(Stored data)
== == ==
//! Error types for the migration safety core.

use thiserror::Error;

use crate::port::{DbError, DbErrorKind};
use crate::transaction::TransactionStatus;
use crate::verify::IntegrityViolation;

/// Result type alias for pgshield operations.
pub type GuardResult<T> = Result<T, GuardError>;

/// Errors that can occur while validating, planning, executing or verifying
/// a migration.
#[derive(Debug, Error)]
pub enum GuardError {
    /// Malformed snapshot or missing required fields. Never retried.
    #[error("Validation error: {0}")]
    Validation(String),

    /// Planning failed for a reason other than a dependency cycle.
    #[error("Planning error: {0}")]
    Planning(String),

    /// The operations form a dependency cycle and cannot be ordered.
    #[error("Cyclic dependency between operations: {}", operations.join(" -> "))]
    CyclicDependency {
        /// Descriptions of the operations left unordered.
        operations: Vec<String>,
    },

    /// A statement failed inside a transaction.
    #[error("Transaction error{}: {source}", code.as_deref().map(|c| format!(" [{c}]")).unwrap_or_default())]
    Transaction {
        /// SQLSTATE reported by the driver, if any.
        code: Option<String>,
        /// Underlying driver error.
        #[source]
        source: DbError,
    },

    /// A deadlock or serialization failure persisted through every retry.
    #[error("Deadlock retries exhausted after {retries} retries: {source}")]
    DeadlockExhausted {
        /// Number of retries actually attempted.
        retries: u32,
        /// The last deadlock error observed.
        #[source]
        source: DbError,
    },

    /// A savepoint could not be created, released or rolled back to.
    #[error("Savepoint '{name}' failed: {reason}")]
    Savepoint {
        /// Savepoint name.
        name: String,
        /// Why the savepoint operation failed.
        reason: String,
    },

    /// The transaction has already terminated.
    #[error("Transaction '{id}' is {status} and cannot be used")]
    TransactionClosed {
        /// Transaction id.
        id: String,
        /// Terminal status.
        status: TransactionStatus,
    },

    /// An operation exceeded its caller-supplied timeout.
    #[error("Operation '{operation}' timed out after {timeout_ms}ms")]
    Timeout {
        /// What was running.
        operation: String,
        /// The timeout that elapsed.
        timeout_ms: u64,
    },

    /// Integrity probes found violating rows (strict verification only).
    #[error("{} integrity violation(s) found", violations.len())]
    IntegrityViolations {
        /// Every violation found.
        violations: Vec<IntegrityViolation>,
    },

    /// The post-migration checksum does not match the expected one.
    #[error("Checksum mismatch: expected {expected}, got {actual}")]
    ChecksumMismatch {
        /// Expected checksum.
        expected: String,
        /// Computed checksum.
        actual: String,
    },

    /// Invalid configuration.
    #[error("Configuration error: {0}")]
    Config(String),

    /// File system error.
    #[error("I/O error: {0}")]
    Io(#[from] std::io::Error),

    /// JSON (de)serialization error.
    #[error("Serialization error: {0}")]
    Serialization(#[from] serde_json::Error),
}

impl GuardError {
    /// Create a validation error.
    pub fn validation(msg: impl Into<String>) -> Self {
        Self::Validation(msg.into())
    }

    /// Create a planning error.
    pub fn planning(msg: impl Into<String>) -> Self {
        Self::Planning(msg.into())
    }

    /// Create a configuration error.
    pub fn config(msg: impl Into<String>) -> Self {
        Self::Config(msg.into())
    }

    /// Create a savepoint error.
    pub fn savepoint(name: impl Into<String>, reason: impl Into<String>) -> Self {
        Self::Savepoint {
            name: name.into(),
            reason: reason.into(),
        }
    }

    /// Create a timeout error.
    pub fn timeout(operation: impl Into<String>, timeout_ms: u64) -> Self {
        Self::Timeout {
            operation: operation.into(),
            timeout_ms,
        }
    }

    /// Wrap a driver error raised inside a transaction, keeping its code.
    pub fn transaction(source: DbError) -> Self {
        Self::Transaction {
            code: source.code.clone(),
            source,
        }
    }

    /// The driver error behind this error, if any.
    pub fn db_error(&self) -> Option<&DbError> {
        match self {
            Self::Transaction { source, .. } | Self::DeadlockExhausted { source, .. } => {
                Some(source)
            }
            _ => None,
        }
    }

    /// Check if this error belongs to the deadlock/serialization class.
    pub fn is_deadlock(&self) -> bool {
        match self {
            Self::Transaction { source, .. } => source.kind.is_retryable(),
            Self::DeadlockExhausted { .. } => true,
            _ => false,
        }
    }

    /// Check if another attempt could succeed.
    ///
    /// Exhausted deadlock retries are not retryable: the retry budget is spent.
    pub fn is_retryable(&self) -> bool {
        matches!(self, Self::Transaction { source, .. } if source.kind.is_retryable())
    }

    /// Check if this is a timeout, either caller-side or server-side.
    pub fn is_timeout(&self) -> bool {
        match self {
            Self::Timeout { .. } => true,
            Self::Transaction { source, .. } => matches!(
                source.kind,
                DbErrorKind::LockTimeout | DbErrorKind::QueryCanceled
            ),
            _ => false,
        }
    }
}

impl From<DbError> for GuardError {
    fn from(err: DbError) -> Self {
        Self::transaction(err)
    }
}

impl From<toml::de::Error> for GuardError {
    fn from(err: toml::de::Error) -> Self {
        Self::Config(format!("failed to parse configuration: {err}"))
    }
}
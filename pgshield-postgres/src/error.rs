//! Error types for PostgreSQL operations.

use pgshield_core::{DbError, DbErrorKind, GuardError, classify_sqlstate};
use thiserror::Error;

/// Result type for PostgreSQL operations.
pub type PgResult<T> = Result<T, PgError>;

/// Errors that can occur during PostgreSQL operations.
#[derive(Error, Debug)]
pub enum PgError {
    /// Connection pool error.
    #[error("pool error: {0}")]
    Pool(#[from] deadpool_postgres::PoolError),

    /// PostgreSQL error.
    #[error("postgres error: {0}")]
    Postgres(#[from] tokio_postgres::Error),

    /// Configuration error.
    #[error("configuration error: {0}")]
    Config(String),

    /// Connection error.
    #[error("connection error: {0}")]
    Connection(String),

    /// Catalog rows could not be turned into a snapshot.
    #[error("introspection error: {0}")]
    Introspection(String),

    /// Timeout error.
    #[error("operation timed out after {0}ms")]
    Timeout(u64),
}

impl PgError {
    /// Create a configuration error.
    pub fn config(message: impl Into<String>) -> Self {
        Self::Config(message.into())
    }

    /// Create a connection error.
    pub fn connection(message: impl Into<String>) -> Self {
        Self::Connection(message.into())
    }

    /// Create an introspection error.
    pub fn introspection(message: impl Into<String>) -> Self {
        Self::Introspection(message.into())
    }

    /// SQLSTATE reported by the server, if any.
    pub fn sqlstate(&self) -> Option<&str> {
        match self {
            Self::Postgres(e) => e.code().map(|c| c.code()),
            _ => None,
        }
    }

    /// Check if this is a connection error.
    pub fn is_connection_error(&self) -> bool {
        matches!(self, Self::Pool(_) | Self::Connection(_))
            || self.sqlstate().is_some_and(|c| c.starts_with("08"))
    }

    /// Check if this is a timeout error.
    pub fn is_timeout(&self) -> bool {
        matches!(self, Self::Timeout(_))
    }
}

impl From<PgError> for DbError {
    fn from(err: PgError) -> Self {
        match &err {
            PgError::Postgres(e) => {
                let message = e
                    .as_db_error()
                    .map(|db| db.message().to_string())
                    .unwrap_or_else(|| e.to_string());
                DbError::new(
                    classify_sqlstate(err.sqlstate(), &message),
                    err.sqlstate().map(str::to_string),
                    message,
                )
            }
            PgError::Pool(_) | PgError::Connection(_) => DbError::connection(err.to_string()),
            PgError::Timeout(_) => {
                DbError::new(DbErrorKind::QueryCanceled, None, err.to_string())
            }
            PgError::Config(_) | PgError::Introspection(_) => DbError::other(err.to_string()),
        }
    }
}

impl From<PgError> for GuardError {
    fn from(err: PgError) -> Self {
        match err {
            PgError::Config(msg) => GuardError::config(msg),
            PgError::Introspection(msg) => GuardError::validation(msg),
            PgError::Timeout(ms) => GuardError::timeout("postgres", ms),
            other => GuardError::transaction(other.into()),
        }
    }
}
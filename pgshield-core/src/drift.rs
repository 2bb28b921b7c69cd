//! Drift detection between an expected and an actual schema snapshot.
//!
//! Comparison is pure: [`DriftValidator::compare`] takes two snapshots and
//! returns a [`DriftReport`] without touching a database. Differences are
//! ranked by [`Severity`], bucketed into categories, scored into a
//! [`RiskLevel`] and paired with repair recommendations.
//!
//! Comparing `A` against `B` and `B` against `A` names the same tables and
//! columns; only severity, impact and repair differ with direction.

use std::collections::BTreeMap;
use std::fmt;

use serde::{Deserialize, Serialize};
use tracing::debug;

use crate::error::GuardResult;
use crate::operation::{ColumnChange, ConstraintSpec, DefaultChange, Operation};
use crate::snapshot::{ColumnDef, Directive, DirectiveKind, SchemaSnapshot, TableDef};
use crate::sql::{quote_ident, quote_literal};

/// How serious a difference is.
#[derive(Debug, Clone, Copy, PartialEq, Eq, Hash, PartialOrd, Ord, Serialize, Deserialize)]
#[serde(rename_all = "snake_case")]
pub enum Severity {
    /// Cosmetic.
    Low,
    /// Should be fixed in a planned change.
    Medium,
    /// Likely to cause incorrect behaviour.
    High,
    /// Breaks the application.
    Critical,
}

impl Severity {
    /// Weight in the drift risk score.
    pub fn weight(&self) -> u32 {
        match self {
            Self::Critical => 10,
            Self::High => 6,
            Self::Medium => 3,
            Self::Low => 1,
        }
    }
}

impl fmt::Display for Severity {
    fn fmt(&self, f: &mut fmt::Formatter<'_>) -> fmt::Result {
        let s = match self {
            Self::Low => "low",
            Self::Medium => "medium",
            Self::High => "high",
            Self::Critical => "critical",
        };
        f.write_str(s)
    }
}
== == ==
Determine the number of lines in the entries that hold "caller". Reply with that number only.

2